And in terms of the data points you do have at this point, what's the kind of -- can you help me think about what the maybe north, south, east, west, aerial extent of what you're looking at at this point is?
Murry Gerber - Chairman, CEO
In terms of the --
Michael Hall - Analyst
The horizontal Marcellus results in terms of the 20 -- what's it -- 21 drilled to date, how many -- what the north, south, east was?
Murry Gerber - Chairman, CEO
Maybe if you take Upshur County, maybe, then the southern edge -- I guess, Dave, maybe, perhaps on West Virginia?
Upshur's pretty far south.
Michael Hall - Analyst
Okay.
Murry Gerber - Chairman, CEO
There may be another well further south than that.
Michael Hall - Analyst
Okay.
Murry Gerber - Chairman, CEO
And then in north, certainly Green and Washington County, for sure up to the north.

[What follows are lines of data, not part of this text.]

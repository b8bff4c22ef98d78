//! Corvina Server - Library Management System
//!
//! A Rust REST API server for tracking books, user accounts and loans.

use axum::{
    routing::{delete, get, post, put},
    Router,
};
use sqlx::postgres::PgPoolOptions;
use std::net::SocketAddr;
use std::sync::Arc;
use tower_http::{
    compression::CompressionLayer,
    cors::{Any, CorsLayer},
    trace::TraceLayer,
};
use tracing_subscriber::{layer::SubscriberExt, util::SubscriberInitExt};

use corvina_server::{api, config::AppConfig, repository::Repository, services::Services, AppState};

#[tokio::main]
async fn main() -> anyhow::Result<()> {
    // Load environment variables from .env file
    dotenvy::dotenv().ok();

    // Load configuration
    let config = AppConfig::load().expect("Failed to load configuration");

    // Initialize tracing
    let filter = tracing_subscriber::EnvFilter::try_from_default_env()
        .unwrap_or_else(|_| format!("corvina_server={},tower_http=debug", config.logging.level).into());

    tracing_subscriber::registry()
        .with(filter)
        .with(tracing_subscriber::fmt::layer())
        .init();

    tracing::info!("Starting Corvina Server v{}", env!("CARGO_PKG_VERSION"));

    // Create database connection pool
    let pool = PgPoolOptions::new()
        .max_connections(config.database.max_connections)
        .min_connections(config.database.min_connections)
        .connect(&config.database.url)
        .await
        .expect("Failed to connect to database");

    tracing::info!("Connected to database");

    // Run migrations
    sqlx::migrate!("./migrations")
        .run(&pool)
        .await
        .expect("Failed to run database migrations");

    tracing::info!("Database migrations completed");

    // Make sure the cover upload directory exists
    tokio::fs::create_dir_all(&config.uploads.dir)
        .await
        .expect("Failed to create uploads directory");

    // Save server address before moving config
    let server_host = config.server.host.clone();
    let server_port = config.server.port;

    // Create repository and services
    let repository = Repository::new(pool);
    let services = Services::new(repository, config.auth.clone());

    // Create application state
    let state = AppState {
        config: Arc::new(config),
        services: Arc::new(services),
    };

    // Build router
    let app = create_router(state);

    // Start server
    let addr = SocketAddr::new(
        server_host.parse().expect("Invalid host address"),
        server_port,
    );

    tracing::info!("Server listening on http://{}", addr);

    let listener = tokio::net::TcpListener::bind(addr).await?;
    axum::serve(listener, app).await?;

    Ok(())
}

/// Create the application router with all routes
fn create_router(state: AppState) -> Router {
    // CORS configuration
    let cors = CorsLayer::new()
        .allow_origin(Any)
        .allow_methods(Any)
        .allow_headers(Any);

    // API v1 routes
    let api_v1 = Router::new()
        // Health check
        .route("/health", get(api::health::health_check))
        .route("/ready", get(api::health::readiness_check))
        // Authentication
        .route("/auth/register", post(api::auth::register))
        .route("/auth/login", post(api::auth::login))
        .route("/auth/me", get(api::auth::me))
        // Books (catalog)
        .route("/books", get(api::books::list_books))
        .route("/books", post(api::books::create_book))
        .route("/books/:id", get(api::books::get_book))
        .route("/books/:id", put(api::books::update_book))
        .route("/books/:id", delete(api::books::delete_book))
        .route("/books/:id/cover", post(api::books::upload_cover))
        // Loans
        .route("/loans", post(api::loans::create_loan))
        .route("/loans", get(api::loans::list_all_loans))
        .route("/loans/me", get(api::loans::my_loans))
        .route("/loans/:id/return", post(api::loans::return_loan))
        // Customers
        .route("/customers", get(api::customers::list_customers))
        .route("/customers/:id", get(api::customers::get_customer))
        .route("/customers/:id", delete(api::customers::delete_customer))
        .with_state(state.clone());

    // OpenAPI documentation
    let openapi = api::openapi::create_openapi_router();

    Router::new()
        .nest("/api/v1", api_v1)
        .merge(openapi)
        .layer(TraceLayer::new_for_http())
        .layer(CompressionLayer::new())
        .layer(cors)
}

So that gives you kind of a spread.
And then east to west, I mean, right in the fairway with everybody else.
Michael Hall - Analyst
Okay, okay.
Murry Gerber - Chairman, CEO
And we're right in the fairway.
Michael Hall - Analyst
So you've been pretty widespread then?
You haven't really clustered it up?
Murry Gerber - Chairman, CEO
Yes, yes.
Michael Hall - Analyst
And then in thinking about the -- I mean, you're talking comfortable with the 3.5 B's per well.
At any point do you think you'll
Murry Gerber - Chairman, CEO
be willing to disclose that type curve?
Or is it really just a type curve based -- No, no, absolutely.
I think when we get to the point where we have -- I think this is helpful for investors -- when we get to the point where we have a type curve we like --
Michael Hall - Analyst
Yes.
Murry Gerber - Chairman, CEO
-- and that we think is starting to get representative, I'd -- we will definitely put it out.
Michael Hall - Analyst
And what's the longest data set you have at this point?
Murry Gerber - Chairman, CEO
I think we've got a well for maybe 5 months -- 5, 6 months.
I mean, we don't have enough really to make a type curve even on that yet.
But we're -- again, we want to make sure we have got enough data points with enough confirmation of the decline to put something out that seems like it's reasonable.
And it's possible there that could be more than one, given the vast aerial extent of this play.
Michael Hall - Analyst
You bet.
Murry Gerber - Chairman, CEO
So we're going to try to be careful not to overgeneralize; but on the other hand, we will get -- and our history has been to give out curves when we think we're comfortable.
The reason we gave out -- we gave Huron curves out very quickly, and the reason we did that is because we had 13,000 wells -- well, no, we had 13,000 wells in the play -- in the basin -- but we also had almost 5,000 Huron vertical wells, and when horizontal results started to match the overall decline of the verticals, we felt pretty darn confident that we had a substantial data set on which to put out some generalized curves.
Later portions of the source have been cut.